Projeto mira em fake news e garante acesso gratuito a informações da Justiça Eleitoral em época de eleições

Tramita na Câmara federal projeto de lei que garante a gratuidade do acesso, via serviços de telecomunicação de banda larga fixa e móvel, aos conteúdos disponibilizados pela Justiça Eleitoral na internet em época de eleições. O texto proíbe o desconto na franquia de dados dos usuários quando utilizados para acessar tais informações nos anos eleitorais, de 15 de agosto até o dia da eleição, inclusive em segundo turno.

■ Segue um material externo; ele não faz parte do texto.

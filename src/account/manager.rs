/// Account directory backed by the `accounts` table
///
/// Username/email uniqueness is enforced by the UNIQUE constraints, not by a
/// prior read, so two concurrent signups cannot both succeed.

use crate::{
    account::{check_avatar_reference, SignupRequest},
    config::ServerConfig,
    credentials,
    db::models::Account,
    error::{BlogError, BlogResult},
};
use base64::Engine;
use chrono::{DateTime, Duration, Utc};
use rand::RngCore;
use sqlx::SqlitePool;
use std::sync::Arc;
use uuid::Uuid;
use validator::Validate;

const ACCOUNT_COLUMNS: &str =
    "id, username, email, password_hash, avatar, activated, created_at";

/// Account manager service
pub struct AccountManager {
    db: SqlitePool,
    config: Arc<ServerConfig>,
}

impl AccountManager {
    /// Create a new account manager
    pub fn new(db: SqlitePool, config: Arc<ServerConfig>) -> Self {
        Self { db, config }
    }

    /// Create a new account.
    ///
    /// Returns the account and its activation link id.
    pub async fn create_account(&self, req: SignupRequest) -> BlogResult<(Account, String)> {
        credentials::check_password_policy(&req.password)?;

        let req = SignupRequest {
            username: req.username.trim().to_string(),
            email: req.email.trim().to_string(),
            password: req.password,
        };
        req.validate()?;

        let password_hash = credentials::hash_password(&req.password)?;
        let activation_link = Uuid::new_v4().to_string();
        let now = Utc::now();

        let result = sqlx::query(
            "INSERT INTO accounts (username, email, password_hash, activation_link, created_at)
             VALUES (?1, ?2, ?3, ?4, ?5)",
        )
        .bind(&req.username)
        .bind(&req.email)
        .bind(&password_hash)
        .bind(&activation_link)
        .bind(now)
        .execute(&self.db)
        .await
        .map_err(Self::map_unique_violation)?;

        let id = result.last_insert_rowid();
        tracing::info!(account_id = id, username = %req.username, "account created");

        Ok((
            Account {
                id,
                username: req.username,
                email: req.email,
                password_hash,
                avatar: None,
                activated: false,
                created_at: now,
            },
            activation_link,
        ))
    }

    fn map_unique_violation(e: sqlx::Error) -> BlogError {
        if let sqlx::Error::Database(ref db_err) = e {
            if db_err.is_unique_violation() {
                let message = db_err.message();
                if message.contains("accounts.username") {
                    return BlogError::Conflict("Username already taken".to_string());
                }
                if message.contains("accounts.email") {
                    return BlogError::Conflict("Email already registered".to_string());
                }
                return BlogError::Conflict("Account already exists".to_string());
            }
        }
        BlogError::Database(e)
    }

    /// Authenticate by username or email
    pub async fn login(&self, identifier: &str, password: &str) -> BlogResult<Account> {
        let invalid = || BlogError::CredentialMismatch("invalid credentials".to_string());

        let account = match self.get_account_by_identifier(identifier).await {
            Ok(account) => account,
            Err(BlogError::NotFound(_)) => return Err(invalid()),
            Err(e) => return Err(e),
        };

        if !credentials::verify_password(&account.password_hash, password) {
            tracing::debug!(account_id = account.id, "sign-in rejected: password mismatch");
            return Err(invalid());
        }

        Ok(account)
    }

    /// Get account by id
    pub async fn get_account(&self, id: i64) -> BlogResult<Account> {
        sqlx::query_as::<_, Account>(&format!(
            "SELECT {} FROM accounts WHERE id = ?1",
            ACCOUNT_COLUMNS
        ))
        .bind(id)
        .fetch_optional(&self.db)
        .await?
        .ok_or_else(|| BlogError::NotFound("user not found".to_string()))
    }

    /// Get account by username
    pub async fn get_account_by_username(&self, username: &str) -> BlogResult<Account> {
        sqlx::query_as::<_, Account>(&format!(
            "SELECT {} FROM accounts WHERE username = ?1",
            ACCOUNT_COLUMNS
        ))
        .bind(username)
        .fetch_optional(&self.db)
        .await?
        .ok_or_else(|| BlogError::NotFound("user not found".to_string()))
    }

    /// Get account by email
    pub async fn get_account_by_email(&self, email: &str) -> BlogResult<Account> {
        sqlx::query_as::<_, Account>(&format!(
            "SELECT {} FROM accounts WHERE email = ?1",
            ACCOUNT_COLUMNS
        ))
        .bind(email)
        .fetch_optional(&self.db)
        .await?
        .ok_or_else(|| BlogError::NotFound("user not found".to_string()))
    }

    /// Find account by username or email
    pub async fn get_account_by_identifier(&self, identifier: &str) -> BlogResult<Account> {
        // Try username first
        match self.get_account_by_username(identifier).await {
            Err(BlogError::NotFound(_)) => self.get_account_by_email(identifier).await,
            result => result,
        }
    }

    /// Point the account at a new avatar reference
    pub async fn set_avatar(&self, id: i64, avatar: &str) -> BlogResult<()> {
        check_avatar_reference(avatar)?;

        let result = sqlx::query("UPDATE accounts SET avatar = ?1 WHERE id = ?2")
            .bind(avatar)
            .bind(id)
            .execute(&self.db)
            .await?;

        if result.rows_affected() == 0 {
            return Err(BlogError::NotFound("user not found".to_string()));
        }

        Ok(())
    }

    /// Activate the account owning `activation_link`
    pub async fn activate(&self, activation_link: &str) -> BlogResult<()> {
        let result = sqlx::query(
            "UPDATE accounts SET activated = 1, activation_link = NULL WHERE activation_link = ?1",
        )
        .bind(activation_link)
        .execute(&self.db)
        .await?;

        if result.rows_affected() == 0 {
            return Err(BlogError::NotFound("user not found".to_string()));
        }

        tracing::info!("account activated");
        Ok(())
    }

    /// Store a fresh reset token for the account registered with `email`.
    ///
    /// Returns `None` when no account uses that email.
    pub async fn generate_password_reset_token(&self, email: &str) -> BlogResult<Option<String>> {
        let token = Self::generate_reset_token();
        let expires_at =
            Utc::now() + Duration::hours(self.config.authentication.reset_token_ttl_hours);

        let result = sqlx::query(
            "UPDATE accounts SET reset_token = ?1, reset_token_expiry = ?2 WHERE email = ?3",
        )
        .bind(&token)
        .bind(expires_at)
        .bind(email)
        .execute(&self.db)
        .await?;

        if result.rows_affected() == 0 {
            return Ok(None);
        }

        Ok(Some(token))
    }

    /// Replace the password of the account holding `token`
    pub async fn reset_password(&self, token: &str, new_password: &str) -> BlogResult<()> {
        credentials::check_password_policy(new_password)?;

        let row: Option<(i64, Option<DateTime<Utc>>)> = sqlx::query_as(
            "SELECT id, reset_token_expiry FROM accounts WHERE reset_token = ?1",
        )
        .bind(token)
        .fetch_optional(&self.db)
        .await?;

        let (id, expiry) =
            row.ok_or_else(|| BlogError::NotFound("reset token not found".to_string()))?;

        let expired = expiry.map_or(true, |expires_at| Utc::now() >= expires_at);
        if expired {
            sqlx::query(
                "UPDATE accounts SET reset_token = NULL, reset_token_expiry = NULL WHERE id = ?1",
            )
            .bind(id)
            .execute(&self.db)
            .await?;

            return Err(BlogError::Unauthenticated("token has expired".to_string()));
        }

        let password_hash = credentials::hash_password(new_password)?;
        sqlx::query(
            "UPDATE accounts SET password_hash = ?1, reset_token = NULL, reset_token_expiry = NULL
             WHERE id = ?2",
        )
        .bind(&password_hash)
        .bind(id)
        .execute(&self.db)
        .await?;

        tracing::info!(account_id = id, "password reset");
        Ok(())
    }

    /// 32 random bytes, URL-safe base64
    fn generate_reset_token() -> String {
        let mut bytes = [0u8; 32];
        rand::thread_rng().fill_bytes(&mut bytes);
        base64::engine::general_purpose::URL_SAFE_NO_PAD.encode(bytes)
    }
}

#[cfg(test)]
mod tests {
    use super::*;
    use crate::db;
    use std::path::PathBuf;

    async fn setup_test_manager() -> AccountManager {
        let pool = db::test_pool().await;
        let config = Arc::new(ServerConfig::for_tests(PathBuf::from("./public")));
        AccountManager::new(pool, config)
    }

    fn signup(username: &str, email: &str) -> SignupRequest {
        SignupRequest {
            username: username.to_string(),
            email: email.to_string(),
            password: "longenough1".to_string(),
        }
    }

    #[tokio::test]
    async fn test_create_and_find_account() {
        let manager = setup_test_manager().await;

        let (account, link) = manager.create_account(signup("ann", "ann@x.com")).await.unwrap();
        assert_ne!(account.password_hash, "longenough1");
        assert!(!account.activated);
        assert!(!link.is_empty());

        let by_id = manager.get_account(account.id).await.unwrap();
        assert_eq!(by_id.username, "ann");

        let by_name = manager.get_account_by_username("ann").await.unwrap();
        assert_eq!(by_name.id, account.id);

        let by_email = manager.get_account_by_identifier("ann@x.com").await.unwrap();
        assert_eq!(by_email.id, account.id);
    }

    #[tokio::test]
    async fn test_duplicate_username_conflicts() {
        let manager = setup_test_manager().await;
        manager.create_account(signup("ann", "ann@x.com")).await.unwrap();

        match manager.create_account(signup("ann", "other@x.com")).await {
            Err(BlogError::Conflict(msg)) => assert!(msg.contains("Username")),
            other => panic!("expected Conflict, got {:?}", other.map(|(a, _)| a.id)),
        }
    }

    #[tokio::test]
    async fn test_duplicate_email_conflicts() {
        let manager = setup_test_manager().await;
        manager.create_account(signup("ann", "ann@x.com")).await.unwrap();

        match manager.create_account(signup("bob", "ann@x.com")).await {
            Err(BlogError::Conflict(msg)) => assert!(msg.contains("Email")),
            other => panic!("expected Conflict, got {:?}", other.map(|(a, _)| a.id)),
        }
    }

    #[tokio::test]
    async fn test_signup_rejects_whitespace_password() {
        let manager = setup_test_manager().await;
        let mut req = signup("ann", "ann@x.com");
        req.password = "long enough".to_string();

        assert!(matches!(
            manager.create_account(req).await,
            Err(BlogError::Validation(_))
        ));
    }

    #[tokio::test]
    async fn test_find_missing_account() {
        let manager = setup_test_manager().await;
        assert!(matches!(manager.get_account(99).await, Err(BlogError::NotFound(_))));
        assert!(matches!(
            manager.get_account_by_username("nobody").await,
            Err(BlogError::NotFound(_))
        ));
    }

    #[tokio::test]
    async fn test_identifier_lookup_surfaces_username_errors() {
        let manager = setup_test_manager().await;
        sqlx::query(
            "INSERT INTO accounts (username, email, password_hash, created_at)
             VALUES ('broken', 'broken@x.com', 'h', 'not a date')",
        )
        .execute(&manager.db)
        .await
        .unwrap();

        // Matches by username but fails to decode
        assert!(matches!(
            manager.get_account_by_identifier("broken").await,
            Err(BlogError::Database(_))
        ));
    }

    #[tokio::test]
    async fn test_login() {
        let manager = setup_test_manager().await;
        let (account, _) = manager.create_account(signup("ann", "ann@x.com")).await.unwrap();

        assert_eq!(manager.login("ann", "longenough1").await.unwrap().id, account.id);
        assert_eq!(manager.login("ann@x.com", "longenough1").await.unwrap().id, account.id);

        match manager.login("ann", "wrongpassword").await {
            Err(BlogError::CredentialMismatch(msg)) => assert_eq!(msg, "invalid credentials"),
            other => panic!("expected CredentialMismatch, got {:?}", other.map(|a| a.id)),
        }
        assert!(matches!(
            manager.login("nobody", "longenough1").await,
            Err(BlogError::CredentialMismatch(_))
        ));
    }

    #[tokio::test]
    async fn test_activation() {
        let manager = setup_test_manager().await;
        let (account, link) = manager.create_account(signup("ann", "ann@x.com")).await.unwrap();

        manager.activate(&link).await.unwrap();
        assert!(manager.get_account(account.id).await.unwrap().activated);

        // Link is single-use
        assert!(matches!(manager.activate(&link).await, Err(BlogError::NotFound(_))));
    }

    #[tokio::test]
    async fn test_password_reset() {
        let manager = setup_test_manager().await;
        manager.create_account(signup("ann", "ann@x.com")).await.unwrap();

        assert!(manager
            .generate_password_reset_token("nobody@x.com")
            .await
            .unwrap()
            .is_none());

        let token = manager
            .generate_password_reset_token("ann@x.com")
            .await
            .unwrap()
            .unwrap();
        manager.reset_password(&token, "brandnewpw").await.unwrap();

        assert!(manager.login("ann", "brandnewpw").await.is_ok());
        assert!(manager.login("ann", "longenough1").await.is_err());
        assert!(matches!(
            manager.reset_password(&token, "anotherpw1").await,
            Err(BlogError::NotFound(_))
        ));
    }

    #[tokio::test]
    async fn test_expired_reset_token() {
        let manager = setup_test_manager().await;
        let (account, _) = manager.create_account(signup("ann", "ann@x.com")).await.unwrap();

        let token = manager
            .generate_password_reset_token("ann@x.com")
            .await
            .unwrap()
            .unwrap();
        sqlx::query("UPDATE accounts SET reset_token_expiry = ?1 WHERE id = ?2")
            .bind(Utc::now() - Duration::hours(1))
            .bind(account.id)
            .execute(&manager.db)
            .await
            .unwrap();

        assert!(matches!(
            manager.reset_password(&token, "brandnewpw").await,
            Err(BlogError::Unauthenticated(_))
        ));
        // Expired token was cleared
        assert!(matches!(
            manager.reset_password(&token, "brandnewpw").await,
            Err(BlogError::NotFound(_))
        ));
    }

    #[tokio::test]
    async fn test_set_avatar_length_limit() {
        let manager = setup_test_manager().await;
        let (account, _) = manager.create_account(signup("ann", "ann@x.com")).await.unwrap();

        manager.set_avatar(account.id, "http://localhost:8080/public/avatars/1.png").await.unwrap();
        assert_eq!(
            manager.get_account(account.id).await.unwrap().avatar.as_deref(),
            Some("http://localhost:8080/public/avatars/1.png")
        );

        assert!(matches!(
            manager.set_avatar(account.id, &"x".repeat(101)).await,
            Err(BlogError::Validation(_))
        ));
    }
}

Destinada à deliberação de vetos projetos de lei do Congresso Nacional. Dep. Fernanda Melchionna(PSOL - RS)

A proposta tramita na Câmara dos Deputados e foi apresentada pela bancada do Psol, tendo como primeira assinatura a da líder do partido, deputada Fernanda Melchionna (Psol-RS, foto). O objetivo é combater a disseminação de informações falsas e permitir a checagem de dados pelos eleitores.

Na justificativa do projeto, os deputados observam que a maioria da população brasileira não dispõe de acesso de qualidade à internet, estando sujeita à disseminação das fake news nas redes sociais, mais facilmente disponibilizadas pelas operadoras. “A proposição possibilita o acesso sem custo a informações de interesse dos eleitores, oferecendo o suporte necessário para que possam exercer de maneira mais informada o seu direito de voto”, explicam.

Qualidade
Ainda segundo o projeto, a gratuidade prevista se aplica a todos os aplicativos disponibilizados pela Justiça Eleitoral, em quaisquer plataformas. Adicionalmente, não será permitida a suspensão ou a redução da qualidade contratada de serviços de internet durante o período eleitoral. As prestadoras que descumprirem as medidas serão punidas conforme a Lei Geral das Telecomunicações.

Os parlamentares do Psol entendem que os serviços de telecomunicações no Brasil, embora operados sob a lógica de mercado, são serviços públicos essenciais e devem servir ao interesse da coletividade, sem significar grandes gastos para as operadoras. “A gratuidade proposta terá vigência apenas no curto intervalo de tempo que antecede as eleições, o que torna o impacto da medida ainda menos relevante para as operadoras”, diz a justificativa que acompanha a proposta.

O projeto acrescenta a medida à Lei das Eleições.